How many lines of the records hold the string "JSON"? Reply with the number alone.

[Saved data entries]
_ _ _ _
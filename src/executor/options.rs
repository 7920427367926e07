//! Execution options

use serde::{Deserialize, Serialize};

use crate::query::ValidationMode;

use super::errors::{ExecutorError, ExecutorResult};

/// Lines buffered before the output file is appended to
pub const DEFAULT_FLUSH_THRESHOLD: usize = 100;

/// Tunables shared by query and compare scans
#[derive(Debug, Clone, PartialEq, Eq, Serialize, Deserialize)]
#[serde(default)]
pub struct ExecutionOptions {
    /// Buffered lines per output flush
    pub flush_threshold: usize,
    /// When clauses are checked against inferred row types
    pub validation: ValidationMode,
    /// Write a header line of the selected fields to compare output
    pub compare_header: bool,
}

impl Default for ExecutionOptions {
    fn default() -> Self {
        Self {
            flush_threshold: DEFAULT_FLUSH_THRESHOLD,
            validation: ValidationMode::default(),
            compare_header: false,
        }
    }
}

impl ExecutionOptions {
    pub fn with_flush_threshold(mut self, flush_threshold: usize) -> Self {
        self.flush_threshold = flush_threshold;
        self
    }

    pub fn with_validation(mut self, validation: ValidationMode) -> Self {
        self.validation = validation;
        self
    }

    pub fn with_compare_header(mut self, compare_header: bool) -> Self {
        self.compare_header = compare_header;
        self
    }

    /// Rejects a zero flush threshold.
    pub fn validate(&self) -> ExecutorResult<()> {
        if self.flush_threshold == 0 {
            return Err(ExecutorError::Options(
                "flush_threshold must be greater than 0".into(),
            ));
        }
        Ok(())
    }
}
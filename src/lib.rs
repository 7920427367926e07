//! datatool - streaming filter and join engine for delimited files
//!
//! Subsystems:
//! - `codec`: delimited line tokenizing and encoding
//! - `dataset`: open files, parsed headers, rewindable row readers
//! - `schema`: per-row type inference
//! - `query`: clauses, the condition registry and clause validation
//! - `executor`: single-dataset queries and two-dataset compares
//! - `stats`: regex tallies over one field
//! - `observability`: structured JSON logging
//! - `cli`: JSON-over-stdin command-line surface

pub mod cli;
pub mod codec;
pub mod dataset;
pub mod executor;
pub mod observability;
pub mod query;
pub mod schema;
pub mod stats;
_ _ _ _
## RESPONSE BELOW
2